In article , Myford Matt writes

Me too - had a good look at one at an ME exhibition many years ago, soon after they first came out; seemed a solid piece of kit, came within a gnat's whisker of buying one then. Only held off to see if the ER collets were the same size as the set I had. They weren't (mine are ER25, the mill uses smaller ones) but the urge died down and hasn't (yet) come back strong enough to get one.

I think having in the meantime made a GHT universal dividing head took away a lot of the potential uses.

Sorry if that doesn't exactly respond to your question, no direct experience of using it.

David

Reply to
David Littlewood

Yes...I've had one for about five years. I only use mine occasionally but it's quick to fix and very effective in what it does. However, be warned, they're not cheap. I seem to remember the thick end of £1000 disappeared in exchange for the complete de-luxe outfit.
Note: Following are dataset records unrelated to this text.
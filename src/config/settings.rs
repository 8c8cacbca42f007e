// Copyright 2025 Kirky.X
//
// Licensed under the Apache License, Version 2.0 (the "License");
// you may not use this file except in compliance with the License.
// You may obtain a copy of the License at
//
//     http://www.apache.org/licenses/LICENSE-2.0
//
// Unless required by applicable law or agreed to in writing, software
// distributed under the License is distributed on an "AS IS" BASIS,
// WITHOUT WARRANTIES OR CONDITIONS OF ANY KIND, either express or implied.
// See the License for the specific language governing permissions and
// limitations under the License.

use config::{Config, ConfigError, Environment, File};
use serde::Deserialize;
use std::time::Duration;

/// 应用程序配置设置
///
/// 包含服务器和爬虫的所有配置项
#[derive(Debug, Clone, Deserialize)]
pub struct Settings {
    /// 服务器配置
    pub server: ServerSettings,
    /// 爬虫配置
    pub crawler: CrawlerSettings,
}

/// 服务器配置设置
#[derive(Debug, Clone, Deserialize)]
pub struct ServerSettings {
    /// 服务器监听主机地址
    pub host: String,
    /// 服务器监听端口
    pub port: u16,
}

/// 爬虫配置设置
#[derive(Debug, Clone, Deserialize)]
pub struct CrawlerSettings {
    /// 每个作业的最大并发抓取数（工作器数量）
    pub max_concurrency: usize,
    /// 单个主机的最大并发请求数
    pub per_host_limit: usize,
    /// 单个主机每秒的最大请求数
    pub per_host_rps: u32,
    /// 单次抓取的超时时间（秒）
    pub fetch_timeout_secs: u64,
    /// 整个爬取作业的超时时间（秒）
    pub job_timeout_secs: u64,
    /// 取消后等待进行中抓取完成的宽限时间（秒）
    pub cancel_grace_secs: u64,
    /// 单个页面的最大抓取尝试次数
    pub max_retries: u32,
    /// 单个作业允许入队的最大页面数
    pub max_pages: usize,
    /// 单个响应体的最大字节数，超出部分被截断
    pub max_body_bytes: usize,
    /// 请求未指定时的默认爬取深度
    pub default_max_depth: u32,
    /// 摘要中包含的页面记录样本数
    pub summary_sample_size: usize,
    /// 是否跟踪跨域链接
    pub include_external: bool,
    /// 是否遵守robots.txt
    pub respect_robots_txt: bool,
    /// 请求使用的User-Agent
    pub user_agent: String,
}

impl CrawlerSettings {
    /// 单次抓取超时时间
    pub fn fetch_timeout(&self) -> Duration {
        Duration::from_secs(self.fetch_timeout_secs)
    }

    /// 作业超时时间
    pub fn job_timeout(&self) -> Duration {
        Duration::from_secs(self.job_timeout_secs)
    }

    /// 取消宽限时间
    pub fn cancel_grace(&self) -> Duration {
        Duration::from_secs(self.cancel_grace_secs)
    }
}

impl Settings {
    /// 创建新的配置实例
    ///
    /// 从环境变量加载配置，支持默认值
    ///
    /// # Returns
    ///
    /// * `Ok(Settings)` - 成功加载的配置
    /// * `Err(ConfigError)` - 配置加载失败
    pub fn new() -> Result<Self, ConfigError> {
        let env = std::env::var("APP_ENVIRONMENT").unwrap_or_else(|_| "default".to_string());
        let builder = Config::builder()
            // Start with default settings
            .set_default("server.host", "0.0.0.0")?
            .set_default("server.port", 3000)?
            // Default crawler settings
            .set_default("crawler.max_concurrency", 8)?
            .set_default("crawler.per_host_limit", 2)?
            .set_default("crawler.per_host_rps", 2)?
            .set_default("crawler.fetch_timeout_secs", 30)?
            .set_default("crawler.job_timeout_secs", 300)?
            .set_default("crawler.cancel_grace_secs", 5)?
            .set_default("crawler.max_retries", 3)?
            .set_default("crawler.max_pages", 1000)?
            .set_default("crawler.max_body_bytes", 2 * 1024 * 1024)?
            .set_default("crawler.default_max_depth", 2)?
            .set_default("crawler.summary_sample_size", 3)?
            .set_default("crawler.include_external", false)?
            .set_default("crawler.respect_robots_txt", true)?
            .set_default(
                "crawler.user_agent",
                "Mozilla/5.0 (compatible; deepcrawl/0.1; +https://deepcrawl.dev)",
            )?
            .add_source(File::with_name("config/default").required(false))
            .add_source(File::with_name(&format!("config/{}", env)).required(false))
            .add_source(Environment::with_prefix("DEEPCRAWL").separator("__"));

        builder.build()?.try_deserialize()
    }
}

#[cfg(test)]
#[path = "settings_test.rs"]
mod tests;
// Copyright 2025 Kirky.X
//
// Licensed under the Apache License, Version 2.0 (the "License");
// you may not use this file except in compliance with the License.
// You may obtain a copy of the License at
//
//     http://www.apache.org/licenses/LICENSE-2.0
//
// Unless required by applicable law or agreed to in writing, software
// distributed under the License is distributed on an "AS IS" BASIS,
// WITHOUT WARRANTIES OR CONDITIONS OF ANY KIND, either express or implied.
// See the License for the specific language governing permissions and
// limitations under the License.

use async_trait::async_trait;
use std::time::Duration;
use thiserror::Error;
use url::Url;

/// 引擎错误类型
#[derive(Error, Debug)]
pub enum FetchError {
    /// 请求失败
    #[error("Request failed: {0}")]
    RequestFailed(#[from] reqwest::Error),
    /// 超时
    #[error("Timeout")]
    Timeout,
    /// 其他错误
    #[error("Other error: {0}")]
    Other(String),
}

impl FetchError {
    /// 判断错误是否可重试
    ///
    /// # 返回值
    ///
    /// 如果错误是可重试的则返回true，否则返回false
    pub fn is_retryable(&self) -> bool {
        match self {
            FetchError::RequestFailed(e) => {
                e.is_timeout() || e.is_connect() || e.status().is_some_and(|s| s.is_server_error())
            }
            FetchError::Timeout => true,
            FetchError::Other(_) => false,
        }
    }
}

/// 抓取请求
#[derive(Debug, Clone)]
pub struct FetchRequest {
    /// 目标URL
    pub url: Url,
    /// 超时时间
    pub timeout: Duration,
}

/// 抓取响应
#[derive(Debug)]
pub struct FetchResponse {
    /// HTTP状态码
    pub status: u16,
    /// 内容类型
    pub content_type: String,
    /// 响应内容
    pub body: String,
    /// 响应体字节数（截断后）
    pub body_bytes: u64,
    /// 响应体是否因超出大小上限被截断
    pub truncated: bool,
    /// 响应时间（毫秒）
    pub elapsed_ms: u64,
}

impl FetchResponse {
    /// 响应是否为HTML内容
    pub fn is_html(&self) -> bool {
        self.content_type.contains("text/html")
            || self.content_type.contains("application/xhtml")
    }

    /// 响应是否为成功状态
    pub fn is_success(&self) -> bool {
        (200..300).contains(&self.status)
    }
}

/// 抓取引擎特质
#[async_trait]
pub trait HttpFetcher: Send + Sync {
    /// 执行抓取
    async fn fetch(&self, request: &FetchRequest) -> Result<FetchResponse, FetchError>;

    /// 引擎名称
    fn name(&self) -> &'static str;
}
// Copyright (c) 2025 Kirky.X
//
// Licensed under the MIT License
// See LICENSE file in the project root for full license information.

/// 爬取处理器
pub mod crawl_handler;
I had to use up two birthdays, a Christmas and a week-ends paper-hanging credit to get 'er indoors to agree back then.

Since getting the Quick-Step I've come by a decent mill, so some of the need has gone..but for light milling - axially or radially- on the Myford, it's excellent. --

Chris Edwards (in deepest Dorset) "....there *must* be an easier way!"

Reply to
Chris Edwards

I think that one or two of these items came from a G P Potts. I have, somewhere, the smaller drilling and grinding spindle which- I guess was made in Troutbeck. There was also castings. My other spindle affair was given away to a watchmaker friend and I think that it was modified.
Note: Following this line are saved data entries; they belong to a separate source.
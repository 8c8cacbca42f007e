// Copyright (c) 2025 Kirky.X
//
// Licensed under the MIT License
// See LICENSE file in the project root for full license information.

use dashmap::DashSet;
use parking_lot::Mutex;
use std::collections::VecDeque;
use tokio::sync::Notify;

use crate::domain::models::page::FrontierEntry;
use crate::utils::url_utils;

/// 出队结果
#[derive(Debug)]
pub enum TakeOutcome {
    /// 取到一个待抓取条目
    Entry(FrontierEntry),
    /// 前沿已永久排空（队列为空且无进行中抓取，或已关闭）
    Drained,
}

/// 前沿内部状态
struct FrontierState {
    /// FIFO队列，条目按非递减深度入队，保证广度优先顺序
    queue: VecDeque<FrontierEntry>,
    /// 进行中的抓取数
    in_flight: usize,
    /// 是否已关闭（取消路径）
    closed: bool,
}

/// 爬取前沿
///
/// 去重的FIFO工作队列。`offer`对访问集做原子的检查并插入，
/// 因此同一URL无论被并发发现多少次都最多入队一次。
pub struct Frontier {
    state: Mutex<FrontierState>,
    /// 已入队或已抓取的规范化URL集合
    visited: DashSet<String>,
    notify: Notify,
    /// 深度上限，超过的条目被拒绝
    max_depth: u32,
    /// 页面数上限，访问集达到后拒绝新条目
    max_pages: usize,
}

impl Frontier {
    /// 创建新的前沿实例
    pub fn new(max_depth: u32, max_pages: usize) -> Self {
        Self {
            state: Mutex::new(FrontierState {
                queue: VecDeque::new(),
                in_flight: 0,
                closed: false,
            }),
            visited: DashSet::new(),
            notify: Notify::new(),
            max_depth,
            max_pages,
        }
    }

    /// 提议一个条目入队
    ///
    /// URL未被访问过且深度不超上限时入队，并在入队的同时将URL标记为已访问。
    ///
    /// # 返回值
    ///
    /// 条目被接受入队时返回true
    pub fn offer(&self, entry: FrontierEntry) -> bool {
        if entry.depth > self.max_depth {
            return false;
        }
        let key = url_utils::normalize_url(entry.url.clone()).to_string();

        // Ceiling check, dedup insert and enqueue happen under one lock so
        // concurrent offers can never overshoot max_pages
        {
            let mut state = self.state.lock();
            if state.closed {
                return false;
            }
            if self.visited.len() >= self.max_pages {
                return false;
            }
            if !self.visited.insert(key) {
                return false;
            }
            state.queue.push_back(entry);
        }
        self.notify.notify_waiters();
        true
    }

    /// 取出下一个条目
    ///
    /// 阻塞直到有条目可用；队列为空且无进行中抓取（或前沿已关闭）时
    /// 返回`Drained`，表示不会再有新工作。
    pub async fn take(&self) -> TakeOutcome {
        loop {
            let notified = self.notify.notified();
            tokio::pin!(notified);
            // Register before checking state so a wakeup between the check
            // and the await is not lost
            notified.as_mut().enable();
            {
                let mut state = self.state.lock();
                if let Some(entry) = state.queue.pop_front() {
                    state.in_flight += 1;
                    return TakeOutcome::Entry(entry);
                }
                if state.closed || state.in_flight == 0 {
                    return TakeOutcome::Drained;
                }
            }
            notified.await;
        }
    }

    /// 标记一次抓取完成
    ///
    /// 每次成功的`take`之后必须恰好调用一次。
    pub fn complete(&self) {
        let drained = {
            let mut state = self.state.lock();
            state.in_flight = state.in_flight.saturating_sub(1);
            state.queue.is_empty() && state.in_flight == 0
        };
        if drained {
            self.notify.notify_waiters();
        }
    }

    /// 关闭前沿
    ///
    /// 丢弃待处理条目并拒绝后续提议；等待中的工作器收到`Drained`。
    pub fn close(&self) {
        {
            let mut state = self.state.lock();
            state.closed = true;
            state.queue.clear();
        }
        self.notify.notify_waiters();
    }

    /// 已访问（入队过）的URL数量
    pub fn visited_count(&self) -> usize {
        self.visited.len()
    }
}

#[cfg(test)]
mod tests {
    use super::*;
    use std::sync::Arc;
    use url::Url;

    fn entry(url: &str, depth: u32) -> FrontierEntry {
        let url = Url::parse(url).unwrap();
        if depth == 0 {
            FrontierEntry::root(url)
        } else {
            let parent = Url::parse("http://example.com/").unwrap();
            FrontierEntry::child(url, depth, &parent)
        }
    }

    #[test]
    fn test_offer_deduplicates() {
        let frontier = Frontier::new(3, 100);
        assert!(frontier.offer(entry("http://example.com/a", 1)));
        assert!(!frontier.offer(entry("http://example.com/a", 1)));
        // Fragment-only difference normalizes to the same URL
        assert!(!frontier.offer(entry("http://example.com/a#x", 2)));
        assert_eq!(frontier.visited_count(), 1);
    }

    #[test]
    fn test_offer_rejects_beyond_max_depth() {
        let frontier = Frontier::new(1, 100);
        assert!(frontier.offer(entry("http://example.com/ok", 1)));
        assert!(!frontier.offer(entry("http://example.com/deep", 2)));
    }

    #[test]
    fn test_offer_respects_max_pages() {
        let frontier = Frontier::new(5, 2);
        assert!(frontier.offer(entry("http://example.com/1", 0)));
        assert!(frontier.offer(entry("http://example.com/2", 1)));
        assert!(!frontier.offer(entry("http://example.com/3", 1)));
    }

    #[tokio::test]
    async fn test_take_returns_drained_when_empty() {
        let frontier = Frontier::new(2, 100);
        match frontier.take().await {
            TakeOutcome::Drained => {}
            TakeOutcome::Entry(_) => panic!("expected drained"),
        }
    }

    #[tokio::test]
    async fn test_take_is_fifo() {
        let frontier = Frontier::new(2, 100);
        frontier.offer(entry("http://example.com/first", 0));
        frontier.offer(entry("http://example.com/second", 1));

        let first = match frontier.take().await {
            TakeOutcome::Entry(e) => e,
            TakeOutcome::Drained => panic!("expected entry"),
        };
        assert_eq!(first.url.path(), "/first");
        frontier.complete();
    }

    #[tokio::test]
    async fn test_waiting_taker_wakes_on_drain() {
        let frontier = Arc::new(Frontier::new(2, 100));
        frontier.offer(entry("http://example.com/only", 0));

        // Consume the only entry, leaving one in-flight fetch
        let _ = frontier.take().await;

        let waiter = {
            let frontier = frontier.clone();
            tokio::spawn(async move { frontier.take().await })
        };

        // The waiter blocks until the in-flight fetch completes
        tokio::time::sleep(std::time::Duration::from_millis(20)).await;
        frontier.complete();

        match waiter.await.unwrap() {
            TakeOutcome::Drained => {}
            TakeOutcome::Entry(_) => panic!("expected drained"),
        }
    }

    #[tokio::test]
    async fn test_concurrent_offers_never_overshoot_max_pages() {
        let frontier = Arc::new(Frontier::new(2, 5));
        let mut handles = Vec::new();
        for i in 0..32 {
            let frontier = frontier.clone();
            handles.push(tokio::spawn(async move {
                frontier.offer(entry(&format!("http://example.com/p{}", i), 1))
            }));
        }
        let mut accepted = 0;
        for handle in handles {
            if handle.await.unwrap() {
                accepted += 1;
            }
        }
        assert_eq!(accepted, 5);
        assert_eq!(frontier.visited_count(), 5);
    }

    #[tokio::test]
    async fn test_concurrent_offers_enqueue_once() {
        let frontier = Arc::new(Frontier::new(2, 1000));
        let mut handles = Vec::new();
        for _ in 0..16 {
            let frontier = frontier.clone();
            handles.push(tokio::spawn(async move {
                frontier.offer(entry("http://example.com/shared", 1))
            }));
        }
        let mut accepted = 0;
        for handle in handles {
            if handle.await.unwrap() {
                accepted += 1;
            }
        }
        assert_eq!(accepted, 1);
    }
}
This raises a bit of memory and a suggestion that this appeared in the Woking Precision Models catalogue. Two addresses were in Oundle and South Queensferry. Surprisingly, the Woking business was taken over by HemingwayKits but the Potts items do not appear to be listed.

Reply to
ravensworth2674

That item would be 1,322.25 Canadian dollars at today's exchange rate! Gasp! Choke! That's all I paid for a Taiwan vertical milling machine 15 years ago!

Steve R.

Reply to
Steve R.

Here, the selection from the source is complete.